» **Dataset excerpts**
//! Bernoulli generalized linear model returning the raw binary observations.
//!
//! Ten parameters: an intercept `beta` and nine weights `f`. Observations are `T`
//! Bernoulli draws whose log-odds are a random Gaussian design projected onto `f`.

use anyhow::Context;
use ndarray::{Array1, Array2, ArrayView1, Ix1};
use once_cell::sync::Lazy;
use rand::Rng;
use rand_distr::{Distribution, StandardNormal};
use sbi_simulators::{
    record, DType, Parameters, RandomSource, SampleRecord, SamplingFunction, SequentialSimulator,
};

use crate::{benchmark::BenchmarkInfo, error::BenchmarkError};

/// Registered task name.
pub const NAME: &str = "bernoulli_glm_raw";

/// Number of weights in the linear predictor.
pub const NUM_WEIGHTS: usize = 9;

/// Intercept plus weights.
pub const NUM_PARAMETERS: usize = NUM_WEIGHTS + 1;

/// Default number of Bernoulli draws per simulation.
pub const DEFAULT_NUM_OBSERVATIONS: usize = 100;

/// Standard deviation of the intercept prior.
const BETA_SCALE: f64 = 2.0;

/// Banded lower-triangular matrix `F` with `F[i,i] = 1 + sqrt(i/9)`, `F[i,i-1] = -2`
/// and `F[i,i-2] = 1`. The weight prior covariance is `(FᵀF)⁻¹`.
static SMOOTHING: Lazy<Array2<f64>> = Lazy::new(|| {
    let mut f = Array2::<f64>::zeros((NUM_WEIGHTS, NUM_WEIGHTS));
    for i in 0..NUM_WEIGHTS {
        #[allow(clippy::cast_precision_loss)]
        let ratio = i as f64 / NUM_WEIGHTS as f64;
        f[[i, i]] = 1.0 + ratio.sqrt();
        if i >= 1 {
            f[[i, i - 1]] = -2.0;
        }
        if i >= 2 {
            f[[i, i - 2]] = 1.0;
        }
    }
    f
});

/// Task metadata.
#[must_use]
pub fn info() -> BenchmarkInfo {
    let mut parameter_names = vec!["beta".to_string()];
    parameter_names.extend((1..=NUM_WEIGHTS).map(|i| format!("f_{i}")));
    BenchmarkInfo {
        name: NAME.to_string(),
        simulator_is_batched: false,
        parameter_names,
        configurator_info: "posterior".to_string(),
    }
}

/// One prior draw `[beta, f_1, ..., f_9]`.
///
/// `beta ~ N(0, 2)`. The weights are `f = F⁻¹ z` with `z ~ N(0, I)`, which gives
/// `f ~ N(0, (FᵀF)⁻¹)` without inverting anything.
pub fn prior<R: Rng + ?Sized>(rng: &mut R) -> Array1<f64> {
    let beta: f64 = StandardNormal.sample(&mut *rng);
    let z: Array1<f64> = Array1::from_shape_fn(NUM_WEIGHTS, |_| StandardNormal.sample(&mut *rng));
    let weights = forward_substitute(&SMOOTHING, &z);

    let mut theta = Array1::zeros(NUM_PARAMETERS);
    theta[0] = BETA_SCALE * beta;
    theta.slice_mut(ndarray::s![1..]).assign(&weights);
    theta
}

/// Solves `L x = b` for lower-triangular `L`.
fn forward_substitute(lower: &Array2<f64>, b: &Array1<f64>) -> Array1<f64> {
    let n = b.len();
    let mut x = Array1::zeros(n);
    for i in 0..n {
        let mut acc = b[i];
        for j in 0..i {
            acc -= lower[[i, j]] * x[j];
        }
        x[i] = acc / lower[[i, i]];
    }
    x
}

/// Simulates `num_observations` Bernoulli draws for one parameter vector.
pub fn simulator<R: Rng + ?Sized>(
    theta: ArrayView1<'_, f64>,
    num_observations: usize,
    rng: &mut R,
) -> Result<Array1<i64>, BenchmarkError> {
    if theta.len() != NUM_PARAMETERS {
        return Err(BenchmarkError::InvalidParameters {
            expected: NUM_PARAMETERS,
            actual: theta.len(),
        });
    }
    let beta = theta[0];
    let weights = theta.slice(ndarray::s![1..]);

    let design: Array2<f64> = Array2::from_shape_fn((NUM_WEIGHTS, num_observations), |_| {
        StandardNormal.sample(&mut *rng)
    });
    let logits = design.t().dot(&weights) + beta;
    Ok(logits.mapv(|logit| i64::from(rng.gen::<f64>() < sigmoid(logit))))
}

fn sigmoid(x: f64) -> f64 {
    1.0 / (1.0 + (-x).exp())
}

/// Adapts raw simulation output to the training layout.
///
/// In `posterior` mode `prior_draws` becomes `parameters` and `sim_data` becomes
/// `summary_conditions`, both `float32`. With `as_summary_condition` the observations
/// gain a trailing axis so each one is treated as a set element.
pub fn configurator(
    forward: &SampleRecord,
    mode: &str,
    as_summary_condition: bool,
) -> Result<SampleRecord, BenchmarkError> {
    if mode != "posterior" {
        return Err(BenchmarkError::UnsupportedMode {
            mode: mode.to_string(),
        });
    }
    let field = |name: &str| {
        forward.get(name).ok_or_else(|| BenchmarkError::MissingField {
            field: name.to_string(),
        })
    };
    let parameters = field("prior_draws")?.cast(DType::Float32);
    let observations = field("sim_data")?.cast(DType::Float32);
    let summary_conditions = if as_summary_condition {
        observations.expand_last()
    } else {
        observations
    };
    Ok(record! {
        "parameters" => parameters,
        "summary_conditions" => summary_conditions,
    })
}

/// Prior and likelihood chained as two unbatched stages producing `prior_draws` and
/// `sim_data`.
#[must_use]
pub fn simulator_pipeline(rng: RandomSource, num_observations: usize) -> SequentialSimulator {
    let prior_stage = SamplingFunction::unbatched("prior", Parameters::none(), |args| {
        Ok(record! { "prior_draws" => prior(args.rng()) })
    });
    let likelihood_stage = SamplingFunction::unbatched(
        "likelihood",
        Parameters::named(["prior_draws"]),
        move |args| {
            let theta = args
                .get("prior_draws")?
                .to_f64_array()
                .into_dimensionality::<Ix1>()
                .context("prior_draws must be a vector per draw")?;
            let data = simulator(theta.view(), num_observations, args.rng())?;
            Ok(record! { "sim_data" => data })
        },
    );
    SequentialSimulator::new([prior_stage, likelihood_stage]).with_rng(rng)
}
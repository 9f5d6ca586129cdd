use rodio::{Decoder, OutputStream, OutputStreamHandle, Sink, Source, source::Buffered};
use std::fs::File;
use std::io::BufReader;
use std::path::Path;

use crate::game::FrameEvents;

const PLAYER_SHOT_VOLUME: f32 = 0.3;
const ENEMY_SHOT_VOLUME: f32 = 0.01;

struct AudioOutput {
    _stream: OutputStream,
    stream_handle: OutputStreamHandle,
    /// Pre-loaded and buffered laser sound
    laser_sound: Buffered<Decoder<BufReader<File>>>,
}

/// Plays sound effects for frame events; silent when no device or sound file is available
pub struct AudioManager {
    output: Option<AudioOutput>,
}

impl AudioManager {
    /// Opens the default output device and buffers the laser sound at `sound_path`
    pub fn new(sound_path: &Path) -> color_eyre::Result<Self> {
        let (stream, stream_handle) = OutputStream::try_default()?;
        let file = File::open(sound_path)?;
        let laser_sound = Decoder::new(BufReader::new(file))?.buffered();

        Ok(Self {
            output: Some(AudioOutput {
                _stream: stream,
                stream_handle,
                laser_sound,
            }),
        })
    }

    pub fn silent() -> Self {
        Self { output: None }
    }

    pub fn load_or_silent(sound_path: &Path) -> Self {
        Self::new(sound_path).unwrap_or_else(|err| {
            tracing::warn!(path = %sound_path.display(), %err, "audio disabled");
            Self::silent()
        })
    }

    pub fn is_enabled(&self) -> bool {
        self.output.is_some()
    }

    pub fn play_frame(&self, events: &FrameEvents) {
        if events.player_shots > 0 {
            self.play_laser(PLAYER_SHOT_VOLUME);
        }
        if events.enemy_shots > 0 {
            self.play_laser(ENEMY_SHOT_VOLUME);
        }
    }

    fn play_laser(&self, volume: f32) {
        let Some(output) = &self.output else {
            return;
        };
        // A failed sink only costs this one sound
        match Sink::try_new(&output.stream_handle) {
            Ok(sink) => {
                sink.set_volume(volume);
                sink.append(output.laser_sound.clone());
                sink.detach();
            }
            Err(err) => tracing::debug!(%err, "could not play laser sound"),
        }
    }
}
use clap::Parser;
use crossterm::{
    event::{
        DisableMouseCapture, EnableMouseCapture, KeyboardEnhancementFlags,
        PopKeyboardEnhancementFlags, PushKeyboardEnhancementFlags,
    },
    execute,
    terminal::{EnterAlternateScreen, LeaveAlternateScreen, disable_raw_mode, enable_raw_mode},
};
use ratatui::{Terminal, backend::CrosstermBackend};
use std::path::PathBuf;
use std::sync::Mutex;
use std::{fs::OpenOptions, io::stdout};
use tracing_subscriber::filter::EnvFilter;

use space_invader::app::{App, AppOptions};
use space_invader::config::{GameConfig, GameMode};

#[derive(Parser)]
#[command(name = "space_invader")]
#[command(about = "Terminal Space Invaders for one or two players")]
struct Args {
    /// Skip the menu and start with this many players
    #[arg(long, value_parser = clap::value_parser!(u8).range(1..=2))]
    players: Option<u8>,
    /// Seed for enemy spawns and behavior
    #[arg(long)]
    seed: Option<u64>,
    #[arg(long, default_value_t = 60)]
    fps: u32,
    #[arg(long, default_value_t = 5)]
    lives: i32,
    /// Where tracing output goes; the terminal is busy drawing the game
    #[arg(long, default_value = "debug.log")]
    log_file: PathBuf,
    #[arg(long, default_value = "assets/sounds/laser.wav")]
    sound: PathBuf,
    #[arg(long)]
    mute: bool,
}

fn main() -> color_eyre::Result<()> {
    color_eyre::install()?;
    let args = Args::parse();

    let log_file = OpenOptions::new()
        .create(true)
        .write(true)
        .truncate(true)
        .open(&args.log_file)?;
    tracing_subscriber::fmt()
        .with_env_filter(
            EnvFilter::try_from_default_env().unwrap_or_else(|_| EnvFilter::new("info")),
        )
        .with_writer(Mutex::new(log_file))
        .with_ansi(false)
        .init();

    let supports_keyboard_enhancement = matches!(
        crossterm::terminal::supports_keyboard_enhancement(),
        Ok(true)
    );
    tracing::info!(supports_keyboard_enhancement, "starting");

    let config = GameConfig {
        fps: args.fps,
        lives: args.lives,
        ..GameConfig::default()
    };
    let options = AppOptions {
        start_mode: args.players.map(|players| match players {
            1 => GameMode::Single,
            _ => GameMode::Two,
        }),
        seed: args.seed,
        sound_path: (!args.mute).then_some(args.sound),
        release_events: supports_keyboard_enhancement,
    };

    enable_raw_mode()?;
    let mut stdout = stdout();
    execute!(stdout, EnterAlternateScreen, EnableMouseCapture)?;

    // Release events need the enhancement flags, pushed after entering the alternate screen
    if supports_keyboard_enhancement {
        execute!(
            stdout,
            PushKeyboardEnhancementFlags(
                KeyboardEnhancementFlags::DISAMBIGUATE_ESCAPE_CODES
                    | KeyboardEnhancementFlags::REPORT_EVENT_TYPES
            )
        )?;
    }

    let backend = CrosstermBackend::new(stdout);
    let mut terminal = Terminal::new(backend)?;

    let result = App::new(config, options).run(&mut terminal);

    // Cleanup
    if supports_keyboard_enhancement {
        execute!(terminal.backend_mut(), PopKeyboardEnhancementFlags)?;
    }
    disable_raw_mode()?;
    execute!(
        terminal.backend_mut(),
        DisableMouseCapture,
        LeaveAlternateScreen
    )?;
    terminal.show_cursor()?;

    result
}
// Library exports for the binary and integration tests
pub use collision::{Collider, Footprint, Hitbox, collide};
pub use config::{GameConfig, GameMode};
pub use entities::{Enemy, EnemyKind, Laser, LaserColor, Player, PlayerControls, Ship};
pub use game::{FrameEvents, FrameInput, Game, PauseCommand};
pub use session::{GameState, Session};
pub use snapshot::Snapshot;
pub use wave::WaveController;

pub mod app;
pub mod audio;
pub mod clock;
pub mod collision;
pub mod config;
pub mod entities;
pub mod game;
pub mod input;
pub mod menu;
pub mod renderer;
pub mod session;
pub mod snapshot;
pub mod wave;
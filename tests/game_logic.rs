/// Integration tests for game logic
///
/// These tests drive whole frames through [`Game::tick`] and check how
/// players, enemies, lasers and the session interact.
use space_invader::{
    Enemy, EnemyKind, FrameInput, Game, GameConfig, GameMode, GameState, Laser, LaserColor,
};

fn idle() -> FrameInput {
    FrameInput::default()
}

fn single(lives: i32) -> Game {
    let config = GameConfig {
        lives,
        ..GameConfig::default()
    };
    Game::new(config, GameMode::Single, 7)
}

#[test]
fn test_first_frame_spawns_wave_above_screen() {
    let mut game = single(5);
    game.tick(&idle());

    assert_eq!(game.level(), 1);
    assert_eq!(game.enemies.len(), 10);
    for enemy in &game.enemies {
        // Spawned in [-1500, -100] and moved down once
        assert!((-1499..=-99).contains(&enemy.ship.y), "y = {}", enemy.ship.y);
        assert!(enemy.ship.x >= 0 && enemy.ship.x + enemy.ship.width() <= 750);
    }
}

#[test]
fn test_cleared_roster_spawns_bigger_wave() {
    let mut game = single(5);
    for wave in 1..=4u32 {
        game.enemies.clear();
        let events = game.tick(&idle());
        assert_eq!(events.wave_started, Some(wave));
        assert_eq!(game.enemies.len() as u32, 5 + 5 * wave);
    }
}

#[test]
fn test_same_seed_plays_the_same() {
    let mut a = single(5);
    let mut b = single(5);
    for _ in 0..200 {
        a.tick(&idle());
        b.tick(&idle());
    }
    let positions = |game: &Game| -> Vec<(i32, i32, EnemyKind)> {
        game.enemies
            .iter()
            .map(|e| (e.ship.x, e.ship.y, e.kind))
            .collect()
    };
    assert_eq!(positions(&a), positions(&b));
}

/// Positions of every enemy and laser, plus the HUD counters
fn frozen_state(game: &Game) -> (Vec<(i32, i32)>, Vec<(i32, i32)>, i32, u32, u64) {
    let enemies = game.enemies.iter().map(|e| (e.ship.x, e.ship.y)).collect();
    let lasers = game
        .enemies
        .iter()
        .map(|e| &e.ship)
        .chain(game.players.iter().map(|p| &p.ship))
        .flat_map(|ship| ship.lasers.iter().map(|l| (l.x, l.y)))
        .collect();
    (enemies, lasers, game.lives(), game.level(), game.session.frame)
}

#[test]
fn test_enemy_escaping_costs_last_life_then_grace_period() {
    let mut game = single(1);
    game.enemies.push(Enemy::new(600, 700, EnemyKind::Red));
    let mut survivor = Enemy::new(100, 100, EnemyKind::Blue);
    survivor.ship.lasers.push(Laser::new(100, 200, LaserColor::Blue));
    game.enemies.push(survivor);
    game.players[0]
        .ship
        .lasers
        .push(Laser::new(300, 500, LaserColor::Yellow));

    let events = game.tick(&idle());
    assert_eq!(events.lives_lost, 1);
    assert_eq!(game.lives(), 0);
    assert_eq!(game.enemies.len(), 1);
    assert_eq!(game.state(), GameState::Lost);
    assert!(game.snapshot().is_lost());

    let frozen = frozen_state(&game);
    let mut held = idle();
    held.players[0].fire = true;
    held.players[0].left = true;
    let player = (game.players[0].ship.x, game.players[0].ship.y);

    // Only the loss counter moves; pausing is ignored while the banner is up
    for _ in 0..179 {
        game.tick(&FrameInput {
            pause_toggled: true,
            ..held
        });
        assert_eq!(game.state(), GameState::Lost);
        assert_eq!(frozen_state(&game), frozen);
    }
    assert_eq!(
        (game.players[0].ship.x, game.players[0].ship.y),
        player
    );
    assert_eq!(game.session.lost_counter, 179);

    let events = game.tick(&idle());
    assert_eq!(events.state_changed, Some(GameState::Ended));
    assert_eq!(game.state(), GameState::Ended);
    assert_eq!(frozen_state(&game), frozen);
}

#[test]
fn test_escaping_enemy_with_lives_left_keeps_running() {
    let mut game = single(5);
    game.enemies.push(Enemy::new(600, 700, EnemyKind::Green));

    game.tick(&idle());
    assert_eq!(game.lives(), 4);
    assert_eq!(game.state(), GameState::Running);
}

#[test]
fn test_player_laser_destroys_enemy() {
    let mut game = single(5);
    game.enemies.push(Enemy::new(300, 400, EnemyKind::Red));
    game.players[0]
        .ship
        .lasers
        .push(Laser::new(300, 420, LaserColor::Yellow));

    let events = game.tick(&idle());

    assert_eq!(events.enemies_destroyed, 1);
    assert!(game.enemies.is_empty());
    assert!(game.players[0].ship.lasers.is_empty());
}

#[test]
fn test_boss_survives_one_hit() {
    let mut game = single(5);
    game.enemies.push(Enemy::new(300, 400, EnemyKind::Boss));
    game.players[0]
        .ship
        .lasers
        .push(Laser::new(300, 420, LaserColor::Yellow));

    let events = game.tick(&idle());

    assert_eq!(events.enemies_destroyed, 0);
    assert_eq!(game.enemies.len(), 1);
    assert_eq!(game.enemies[0].ship.health, 200);
    assert!(game.players[0].ship.lasers.is_empty());
}

#[test]
fn test_player_laser_leaves_top_of_screen() {
    let mut game = single(5);
    game.enemies.push(Enemy::new(600, 300, EnemyKind::Blue));
    game.players[0]
        .ship
        .lasers
        .push(Laser::new(100, 3, LaserColor::Yellow));

    game.tick(&idle());
    assert!(game.players[0].ship.lasers.is_empty());
}

#[test]
fn test_held_fire_respects_cooldown() {
    let mut game = single(5);
    game.enemies.push(Enemy::new(600, -1000, EnemyKind::Blue));
    let mut input = idle();
    input.players[0].fire = true;

    let shots: u32 = (0..61).map(|_| game.tick(&input).player_shots).sum();
    // Frames 1, 31 and 61
    assert_eq!(shots, 3);
}

#[test]
fn test_two_player_ram_hits_only_first_player() {
    let mut game = Game::new(GameConfig::default(), GameMode::Two, 3);
    for player in &mut game.players {
        player.ship.x = 300;
        player.ship.y = 600;
    }
    game.enemies.push(Enemy::new(300, 590, EnemyKind::Red));

    let events = game.tick(&idle());

    assert_eq!(events.enemies_rammed, 1);
    assert_eq!(game.players[0].ship.health, 90);
    assert_eq!(game.players[1].ship.health, 100);
    assert!(game.enemies.is_empty());
}

#[test]
fn test_two_player_enemy_laser_hits_only_first_player() {
    let mut game = Game::new(GameConfig::default(), GameMode::Two, 3);
    for player in &mut game.players {
        player.ship.x = 300;
        player.ship.y = 630;
    }
    let mut enemy = Enemy::new(300, 100, EnemyKind::Green);
    enemy.ship.lasers.push(Laser::new(300, 600, LaserColor::Green));
    game.enemies.push(enemy);

    let events = game.tick(&idle());

    assert_eq!(events.player_hits, 1);
    assert_eq!(game.players[0].ship.health, 90);
    assert_eq!(game.players[1].ship.health, 100);
}

#[test]
fn test_losing_second_player_loses_run() {
    let mut game = Game::new(GameConfig::default(), GameMode::Two, 3);
    game.players[1].ship.health = 10;
    let (x, y) = (game.players[1].ship.x, game.players[1].ship.y);
    game.enemies.push(Enemy::new(x, y - 10, EnemyKind::Red));

    game.tick(&idle());

    assert_eq!(game.players[1].ship.health, 0);
    assert_eq!(game.state(), GameState::Lost);
}

#[test]
fn test_player_movement_stays_in_bounds() {
    let mut game = single(5);
    game.enemies.push(Enemy::new(600, -1000, EnemyKind::Blue));
    let mut input = idle();
    input.players[0].left = true;
    input.players[0].up = true;

    for _ in 0..400 {
        game.tick(&input);
    }
    let ship = &game.players[0].ship;
    assert!(ship.x > 0 && ship.x <= 5);
    assert!(ship.y > 0 && ship.y <= 5);

    input.players[0] = Default::default();
    input.players[0].right = true;
    input.players[0].down = true;
    for _ in 0..400 {
        game.tick(&input);
    }
    let ship = &game.players[0].ship;
    assert!(ship.x + ship.width() < 750);
    assert!(ship.y + ship.height() + 15 < 750);
}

» **Task description**
Look over the listing. Pull out every line with the string "StandardNormal" in it.

» **Solution for this task**
use rand_distr::{Distribution, StandardNormal};
    let beta: f64 = StandardNormal.sample(&mut *rng);
    let z: Array1<f64> = Array1::from_shape_fn(NUM_WEIGHTS, |_| StandardNormal.sample(&mut *rng));
        StandardNormal.sample(&mut *rng)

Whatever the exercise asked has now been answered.